Deserts receive little direct precipitation because they are in the precipitation shadow of the Cascade Range. Basins collect snowmelt from the surrounding mountains, where precipitation amounts are higher than on the basin floor (fig. 2C). Water reaches the basin floor in streams, or springs. The collected water forms shallow lakes, which can range in size from less than 1 acre to tens of thousands of acres and in wetness from flooded to nearly always dry, depending on climatic cycles and local hydrologic characteristics. Nonetheless, even a wetland that is temporarily dry probably will contain water at some time in the future unless the hydrologic setting is altered by human activities or long-term climate change. Some desert lakes, such as Lake Abert and the Warner Valley lakes, are the result of faulting; others, such as Malheur and Harney Lakes, are topographic depressions in the basin floor. Evaporation of water in the shallow lakes leaves mineral deposits in the lakebed sediments. These deposits make the lakebed less permeable, inhibiting infiltration into the subsurface.

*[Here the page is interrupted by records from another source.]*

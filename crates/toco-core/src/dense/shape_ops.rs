//! Shape manipulation and addressing
//!
//! Reshape and flatten reinterpret the existing row-major buffer in place. The
//! element order never changes, so neither operation copies data.

use super::types::Tensor;
use crate::element::Element;
use crate::error::{TensorError, TensorResult};
use crate::types::{jumps_for, JumpTable, Shape};

impl<T: Element> Tensor<T> {
    /// Collapse the tensor to rank 1 in place
    ///
    /// # Examples
    ///
    /// ```
    /// use toco_core::Tensor;
    ///
    /// let mut tensor = Tensor::<f64>::zeros(&[2, 3, 4]).unwrap();
    /// tensor.flatten();
    /// assert_eq!(tensor.shape(), &[24]);
    /// ```
    pub fn flatten(&mut self) {
        let count = self.data.len();
        self.shape.clear();
        self.shape.push(count);
    }

    /// Reinterpret the buffer under a new shape in place
    ///
    /// The new shape must have the same element count. On error the tensor is
    /// left untouched.
    ///
    /// # Errors
    ///
    /// - [`TensorError::InvalidShape`] if `new_shape` is empty or has a zero extent
    /// - [`TensorError::ShapeMismatch`] if the element counts differ
    ///
    /// # Examples
    ///
    /// ```
    /// use toco_core::Tensor;
    ///
    /// let mut tensor = Tensor::from_vec((0..12).collect::<Vec<i32>>(), &[3, 4]).unwrap();
    /// tensor.reshape(&[2, 6]).unwrap();
    /// assert_eq!(tensor.shape(), &[2, 6]);
    /// assert_eq!(tensor[&[1, 0]], 6);
    /// ```
    pub fn reshape(&mut self, new_shape: &[usize]) -> TensorResult<()> {
        if new_shape.is_empty() {
            return Err(TensorError::invalid_shape(
                new_shape,
                "rank must be at least 1",
            ));
        }
        if new_shape.contains(&0) {
            return Err(TensorError::invalid_shape(
                new_shape,
                "every axis extent must be at least 1",
            ));
        }
        let new_count = new_shape
            .iter()
            .try_fold(1usize, |acc, &extent| acc.checked_mul(extent));
        if new_count != Some(self.data.len()) {
            return Err(TensorError::shape_mismatch(
                "reshape",
                &self.shape,
                new_shape,
            ));
        }
        self.shape = Shape::from_slice(new_shape);
        Ok(())
    }

    /// Per-axis flat-buffer strides for this tensor's shape
    ///
    /// `jump[rank - 1] == 1` and `jump[i] == jump[i + 1] * shape[i + 1]`.
    ///
    /// # Errors
    ///
    /// - [`TensorError::AllocationFailure`] if the table cannot be allocated
    pub fn jump_table(&self) -> TensorResult<JumpTable> {
        jumps_for(&self.shape)
    }

    /// Flat buffer index of a multi-index
    ///
    /// # Errors
    ///
    /// - [`TensorError::RankMismatch`] if `indices.len() != rank()`
    /// - [`TensorError::InvalidArgument`] if some index is out of range for its axis
    ///
    /// # Examples
    ///
    /// ```
    /// use toco_core::Tensor;
    ///
    /// let tensor = Tensor::<i32>::zeros(&[2, 3, 4]).unwrap();
    /// assert_eq!(tensor.element_index(&[1, 2, 3]).unwrap(), 23);
    /// ```
    pub fn element_index(&self, indices: &[usize]) -> TensorResult<usize> {
        if indices.len() != self.shape.len() {
            return Err(TensorError::rank_mismatch(
                "element_index",
                self.shape.len(),
                indices.len(),
            ));
        }
        let mut flat = 0;
        let mut stride = 1;
        for axis in (0..self.shape.len()).rev() {
            let (index, extent) = (indices[axis], self.shape[axis]);
            if index >= extent {
                return Err(TensorError::invalid_argument(
                    "element_index",
                    format!(
                        "index {} out of range for axis {} with extent {}",
                        index, axis, extent
                    ),
                ));
            }
            flat += index * stride;
            stride *= extent;
        }
        Ok(flat)
    }
}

Desert wetlands form along streams, around springs, and around and in the shallow lakes. The wetness of a desert wetland is controlled by several interrelated factors, including local topography, the depth to the water table, and the balance between water input and evaporation. In some flats near streams and lakes, the water table is at or near the land surface, but water generally does not pond on the land surface because shallow standing water quickly evaporates during most of the year. Soil in these wetlands commonly is saline because evaporation removes water but not the dissolved salts. The saturated soils of these flats commonly support salt-tolerant emergent and scrub vegetation. Most desert lakes that are flooded but that cannot overflow also are saline-some more so than seawater because of evaporation. Lakes that can overflow, such as Malheur Lake, are not saline in most years and support extensive marsh vegetation.

Other major wetlands.--The Klamath Basin, although it receives little precipitation, contains large areas of wetlands. Wetlands are widespread because the basin floor has little topographic relief arid the natural water table is at or near the land surface over wide areas. Basin wetlands receive water from snowmelt, which reaches, the basin floor either in streams or as springs. Drainage to facilitate agricultural development has lowered the water table in many areas. resulting in widespread conversion of wetlands to upland (fig. 4).

Photo: Grazing land, formerly wetland, in
the Klamath Basin.

Figure 4. Grazing land, formerly wetland, in the upper Klamath Basin. Much of the grazing land in the basin was once wetland. Drainage systems, consisting of ditches, sluice gates, and pumps, keep ground-water levels sufficiently below the land surface to allow the development of pasture. (Photograph by Daniel T Snyder, U.S. Geological Survey.)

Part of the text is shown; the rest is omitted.